** LISTED ENTRIES follows **

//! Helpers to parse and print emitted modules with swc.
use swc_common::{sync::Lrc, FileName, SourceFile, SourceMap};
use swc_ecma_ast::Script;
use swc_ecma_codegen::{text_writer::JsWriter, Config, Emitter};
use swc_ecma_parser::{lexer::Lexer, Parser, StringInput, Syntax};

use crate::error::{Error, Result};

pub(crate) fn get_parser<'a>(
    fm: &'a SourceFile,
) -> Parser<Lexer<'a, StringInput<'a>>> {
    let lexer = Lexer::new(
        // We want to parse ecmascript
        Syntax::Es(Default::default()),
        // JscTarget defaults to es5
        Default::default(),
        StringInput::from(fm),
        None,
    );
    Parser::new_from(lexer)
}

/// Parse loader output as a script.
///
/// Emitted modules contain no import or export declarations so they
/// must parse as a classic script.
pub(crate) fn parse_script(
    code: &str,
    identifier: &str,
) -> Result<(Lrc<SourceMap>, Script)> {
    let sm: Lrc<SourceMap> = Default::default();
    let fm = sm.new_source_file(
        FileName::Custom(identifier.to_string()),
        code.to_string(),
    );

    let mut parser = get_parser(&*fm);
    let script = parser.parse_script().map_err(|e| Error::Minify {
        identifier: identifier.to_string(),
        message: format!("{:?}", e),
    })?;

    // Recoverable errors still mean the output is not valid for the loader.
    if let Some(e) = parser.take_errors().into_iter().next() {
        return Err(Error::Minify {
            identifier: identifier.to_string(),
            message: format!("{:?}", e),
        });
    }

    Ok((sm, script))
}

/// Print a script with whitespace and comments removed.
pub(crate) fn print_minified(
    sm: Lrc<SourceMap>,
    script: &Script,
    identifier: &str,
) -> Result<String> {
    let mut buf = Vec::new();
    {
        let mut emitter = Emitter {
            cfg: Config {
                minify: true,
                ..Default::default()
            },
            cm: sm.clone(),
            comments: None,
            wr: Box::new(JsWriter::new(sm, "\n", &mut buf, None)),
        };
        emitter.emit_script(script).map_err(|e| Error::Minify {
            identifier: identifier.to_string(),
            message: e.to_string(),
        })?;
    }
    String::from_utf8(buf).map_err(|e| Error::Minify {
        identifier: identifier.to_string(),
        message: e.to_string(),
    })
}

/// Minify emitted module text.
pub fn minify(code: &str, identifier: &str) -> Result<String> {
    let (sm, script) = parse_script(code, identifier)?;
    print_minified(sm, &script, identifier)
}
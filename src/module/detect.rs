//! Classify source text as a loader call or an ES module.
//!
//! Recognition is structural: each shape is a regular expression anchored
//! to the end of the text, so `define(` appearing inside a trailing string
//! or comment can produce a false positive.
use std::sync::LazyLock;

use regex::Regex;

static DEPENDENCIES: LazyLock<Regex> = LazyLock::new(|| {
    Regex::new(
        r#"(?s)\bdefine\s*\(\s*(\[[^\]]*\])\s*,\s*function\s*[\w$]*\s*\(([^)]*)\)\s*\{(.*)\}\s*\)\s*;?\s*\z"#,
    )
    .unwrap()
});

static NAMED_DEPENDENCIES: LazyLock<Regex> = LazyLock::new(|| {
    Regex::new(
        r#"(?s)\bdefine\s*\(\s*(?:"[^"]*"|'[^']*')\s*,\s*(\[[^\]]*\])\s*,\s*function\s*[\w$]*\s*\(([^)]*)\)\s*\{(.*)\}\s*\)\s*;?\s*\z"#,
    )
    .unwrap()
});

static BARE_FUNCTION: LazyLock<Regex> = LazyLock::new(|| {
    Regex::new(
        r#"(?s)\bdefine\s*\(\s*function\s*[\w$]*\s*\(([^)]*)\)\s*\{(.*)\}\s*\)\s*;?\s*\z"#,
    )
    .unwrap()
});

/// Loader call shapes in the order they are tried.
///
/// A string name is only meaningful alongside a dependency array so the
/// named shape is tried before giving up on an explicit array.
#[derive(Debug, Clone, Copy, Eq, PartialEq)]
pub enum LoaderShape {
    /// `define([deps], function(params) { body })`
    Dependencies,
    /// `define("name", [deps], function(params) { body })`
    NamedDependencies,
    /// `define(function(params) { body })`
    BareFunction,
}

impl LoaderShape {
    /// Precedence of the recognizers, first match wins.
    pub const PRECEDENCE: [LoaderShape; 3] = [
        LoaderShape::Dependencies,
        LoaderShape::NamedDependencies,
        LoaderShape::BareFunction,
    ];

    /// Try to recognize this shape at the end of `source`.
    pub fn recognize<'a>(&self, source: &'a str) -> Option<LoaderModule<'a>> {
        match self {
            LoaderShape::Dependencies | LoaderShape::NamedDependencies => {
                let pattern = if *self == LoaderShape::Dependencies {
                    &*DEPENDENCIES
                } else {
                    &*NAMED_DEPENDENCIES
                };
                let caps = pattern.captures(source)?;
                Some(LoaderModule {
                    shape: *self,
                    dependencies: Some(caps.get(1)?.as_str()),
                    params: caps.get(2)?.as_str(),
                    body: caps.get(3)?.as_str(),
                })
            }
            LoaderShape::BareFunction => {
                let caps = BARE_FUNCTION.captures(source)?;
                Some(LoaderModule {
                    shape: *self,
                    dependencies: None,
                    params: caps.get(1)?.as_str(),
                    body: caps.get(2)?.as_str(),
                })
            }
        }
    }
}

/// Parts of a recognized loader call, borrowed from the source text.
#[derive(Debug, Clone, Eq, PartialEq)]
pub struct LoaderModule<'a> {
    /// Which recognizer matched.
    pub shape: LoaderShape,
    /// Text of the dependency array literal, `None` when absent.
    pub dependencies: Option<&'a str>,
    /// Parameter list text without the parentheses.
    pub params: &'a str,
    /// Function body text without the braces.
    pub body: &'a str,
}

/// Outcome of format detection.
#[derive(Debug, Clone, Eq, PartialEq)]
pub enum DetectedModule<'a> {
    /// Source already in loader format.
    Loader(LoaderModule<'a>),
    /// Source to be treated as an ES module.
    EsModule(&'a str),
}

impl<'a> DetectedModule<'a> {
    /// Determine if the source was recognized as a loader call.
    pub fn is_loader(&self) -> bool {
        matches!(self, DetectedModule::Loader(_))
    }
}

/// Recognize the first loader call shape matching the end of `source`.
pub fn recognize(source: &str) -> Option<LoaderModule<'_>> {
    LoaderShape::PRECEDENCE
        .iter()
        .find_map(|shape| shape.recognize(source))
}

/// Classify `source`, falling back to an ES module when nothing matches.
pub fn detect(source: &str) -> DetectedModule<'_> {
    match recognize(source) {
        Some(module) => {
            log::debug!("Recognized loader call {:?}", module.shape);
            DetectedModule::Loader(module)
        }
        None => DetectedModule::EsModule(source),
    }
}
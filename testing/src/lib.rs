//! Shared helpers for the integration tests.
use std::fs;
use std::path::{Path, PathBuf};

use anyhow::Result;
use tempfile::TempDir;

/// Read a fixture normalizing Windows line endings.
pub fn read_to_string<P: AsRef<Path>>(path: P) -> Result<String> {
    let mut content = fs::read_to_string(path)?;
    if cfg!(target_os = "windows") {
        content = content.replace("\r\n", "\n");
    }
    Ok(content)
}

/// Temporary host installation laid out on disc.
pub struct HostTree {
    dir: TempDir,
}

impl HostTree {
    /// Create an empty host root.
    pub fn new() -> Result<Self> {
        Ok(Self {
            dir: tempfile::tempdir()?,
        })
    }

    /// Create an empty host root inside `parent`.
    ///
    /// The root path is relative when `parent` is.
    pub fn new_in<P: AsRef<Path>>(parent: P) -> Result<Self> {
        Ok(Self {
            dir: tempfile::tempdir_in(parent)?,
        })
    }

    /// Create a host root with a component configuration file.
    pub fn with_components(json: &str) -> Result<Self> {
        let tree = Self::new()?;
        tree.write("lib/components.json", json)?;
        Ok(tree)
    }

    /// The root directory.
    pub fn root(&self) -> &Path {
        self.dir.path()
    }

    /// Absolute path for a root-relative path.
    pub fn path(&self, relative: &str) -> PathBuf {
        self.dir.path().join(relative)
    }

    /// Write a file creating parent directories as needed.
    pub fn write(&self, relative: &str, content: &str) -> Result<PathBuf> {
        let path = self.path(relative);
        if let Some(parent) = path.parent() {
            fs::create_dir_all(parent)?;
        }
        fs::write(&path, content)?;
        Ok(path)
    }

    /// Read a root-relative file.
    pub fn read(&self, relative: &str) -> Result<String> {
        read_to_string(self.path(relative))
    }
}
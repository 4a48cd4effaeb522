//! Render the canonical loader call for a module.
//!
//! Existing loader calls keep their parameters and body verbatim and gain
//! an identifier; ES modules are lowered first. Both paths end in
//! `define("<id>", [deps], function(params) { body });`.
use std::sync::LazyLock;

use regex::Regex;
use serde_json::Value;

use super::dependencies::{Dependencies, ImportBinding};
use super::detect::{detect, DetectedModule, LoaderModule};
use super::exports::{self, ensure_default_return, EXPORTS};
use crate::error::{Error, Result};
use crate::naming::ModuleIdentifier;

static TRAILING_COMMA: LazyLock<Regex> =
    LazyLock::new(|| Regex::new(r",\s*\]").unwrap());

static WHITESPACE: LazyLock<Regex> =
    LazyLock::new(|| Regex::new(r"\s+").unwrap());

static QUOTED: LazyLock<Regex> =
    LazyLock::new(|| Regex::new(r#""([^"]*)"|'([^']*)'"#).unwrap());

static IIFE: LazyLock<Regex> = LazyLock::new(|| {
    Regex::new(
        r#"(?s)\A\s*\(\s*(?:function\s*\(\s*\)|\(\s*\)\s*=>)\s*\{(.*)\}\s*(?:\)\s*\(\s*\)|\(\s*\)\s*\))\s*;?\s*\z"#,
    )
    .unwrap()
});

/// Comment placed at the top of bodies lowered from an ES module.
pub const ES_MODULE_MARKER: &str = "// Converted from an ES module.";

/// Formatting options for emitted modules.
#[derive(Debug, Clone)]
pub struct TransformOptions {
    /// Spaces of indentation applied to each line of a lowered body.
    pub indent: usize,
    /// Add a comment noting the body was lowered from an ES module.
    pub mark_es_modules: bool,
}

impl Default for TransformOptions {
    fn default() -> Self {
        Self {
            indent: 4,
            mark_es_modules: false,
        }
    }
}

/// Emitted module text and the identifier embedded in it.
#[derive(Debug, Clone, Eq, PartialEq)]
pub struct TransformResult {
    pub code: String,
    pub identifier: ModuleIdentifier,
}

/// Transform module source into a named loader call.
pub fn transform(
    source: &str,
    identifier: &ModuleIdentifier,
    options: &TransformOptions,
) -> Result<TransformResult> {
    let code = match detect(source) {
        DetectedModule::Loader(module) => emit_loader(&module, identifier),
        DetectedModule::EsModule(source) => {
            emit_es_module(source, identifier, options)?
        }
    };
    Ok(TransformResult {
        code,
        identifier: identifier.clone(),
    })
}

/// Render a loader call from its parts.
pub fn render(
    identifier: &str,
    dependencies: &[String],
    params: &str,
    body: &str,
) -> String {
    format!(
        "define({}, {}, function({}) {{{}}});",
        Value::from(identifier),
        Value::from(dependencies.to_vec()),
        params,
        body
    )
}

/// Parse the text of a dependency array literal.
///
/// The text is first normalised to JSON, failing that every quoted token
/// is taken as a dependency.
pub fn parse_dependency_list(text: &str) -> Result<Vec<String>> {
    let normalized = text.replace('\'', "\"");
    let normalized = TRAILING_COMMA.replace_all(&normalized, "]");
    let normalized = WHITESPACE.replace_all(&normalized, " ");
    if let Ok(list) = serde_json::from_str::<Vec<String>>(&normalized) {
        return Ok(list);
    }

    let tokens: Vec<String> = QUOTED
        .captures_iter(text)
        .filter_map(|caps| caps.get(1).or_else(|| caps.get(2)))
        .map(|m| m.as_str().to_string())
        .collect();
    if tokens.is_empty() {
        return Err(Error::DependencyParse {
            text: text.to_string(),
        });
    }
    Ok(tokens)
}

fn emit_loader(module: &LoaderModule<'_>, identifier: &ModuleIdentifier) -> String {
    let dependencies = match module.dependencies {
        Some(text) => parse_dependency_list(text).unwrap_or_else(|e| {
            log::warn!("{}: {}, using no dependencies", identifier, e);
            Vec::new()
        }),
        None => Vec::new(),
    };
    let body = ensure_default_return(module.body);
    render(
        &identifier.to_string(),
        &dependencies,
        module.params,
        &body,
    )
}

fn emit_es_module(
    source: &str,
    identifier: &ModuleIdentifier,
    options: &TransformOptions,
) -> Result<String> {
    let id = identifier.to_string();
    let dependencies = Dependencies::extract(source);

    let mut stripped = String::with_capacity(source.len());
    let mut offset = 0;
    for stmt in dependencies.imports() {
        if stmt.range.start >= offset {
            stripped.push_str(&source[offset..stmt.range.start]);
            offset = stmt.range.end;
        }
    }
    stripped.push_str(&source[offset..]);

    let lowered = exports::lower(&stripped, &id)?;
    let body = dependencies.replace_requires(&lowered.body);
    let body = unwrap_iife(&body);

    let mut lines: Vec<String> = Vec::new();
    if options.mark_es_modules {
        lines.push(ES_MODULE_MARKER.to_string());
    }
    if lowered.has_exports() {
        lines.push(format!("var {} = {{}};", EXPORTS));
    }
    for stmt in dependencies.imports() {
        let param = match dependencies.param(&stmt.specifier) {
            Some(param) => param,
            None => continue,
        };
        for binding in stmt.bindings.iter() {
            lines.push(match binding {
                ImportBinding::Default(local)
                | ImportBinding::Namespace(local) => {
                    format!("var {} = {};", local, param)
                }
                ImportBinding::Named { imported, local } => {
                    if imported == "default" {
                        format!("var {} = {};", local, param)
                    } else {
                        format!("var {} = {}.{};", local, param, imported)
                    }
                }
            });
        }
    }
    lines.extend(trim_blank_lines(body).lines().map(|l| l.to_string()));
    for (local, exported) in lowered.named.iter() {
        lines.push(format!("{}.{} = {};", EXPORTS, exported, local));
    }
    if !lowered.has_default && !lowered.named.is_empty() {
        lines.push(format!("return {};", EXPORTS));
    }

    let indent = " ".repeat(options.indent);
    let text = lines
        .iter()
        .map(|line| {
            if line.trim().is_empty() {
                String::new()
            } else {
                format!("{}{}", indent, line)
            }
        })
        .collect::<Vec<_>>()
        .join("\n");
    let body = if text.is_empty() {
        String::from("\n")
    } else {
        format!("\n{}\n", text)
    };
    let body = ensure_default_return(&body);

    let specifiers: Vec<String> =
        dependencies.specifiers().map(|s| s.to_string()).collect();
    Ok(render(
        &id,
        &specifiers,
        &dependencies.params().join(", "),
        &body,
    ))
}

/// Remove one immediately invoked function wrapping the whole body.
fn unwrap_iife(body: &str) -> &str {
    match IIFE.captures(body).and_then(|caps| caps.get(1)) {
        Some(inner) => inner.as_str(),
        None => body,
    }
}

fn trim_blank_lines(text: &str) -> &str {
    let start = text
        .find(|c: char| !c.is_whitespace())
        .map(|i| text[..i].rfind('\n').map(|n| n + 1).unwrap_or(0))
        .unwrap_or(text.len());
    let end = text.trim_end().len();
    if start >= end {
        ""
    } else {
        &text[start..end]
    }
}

** End of LISTED ENTRIES **

§ **TASK DIRECTIONS**: What is needed is a word-for-word copy of the records above, from the first line through the line that contains "-> Parser<Lexer<'a, StringInput<'a>>>".

§ **RESULT FOR THIS EXERCISE**:
//! Helpers to parse and print emitted modules with swc.
use swc_common::{sync::Lrc, FileName, SourceFile, SourceMap};
use swc_ecma_ast::Script;
use swc_ecma_codegen::{text_writer::JsWriter, Config, Emitter};
use swc_ecma_parser::{lexer::Lexer, Parser, StringInput, Syntax};

use crate::error::{Error, Result};

pub(crate) fn get_parser<'a>(
    fm: &'a SourceFile,
) -> Parser<Lexer<'a, StringInput<'a>>> {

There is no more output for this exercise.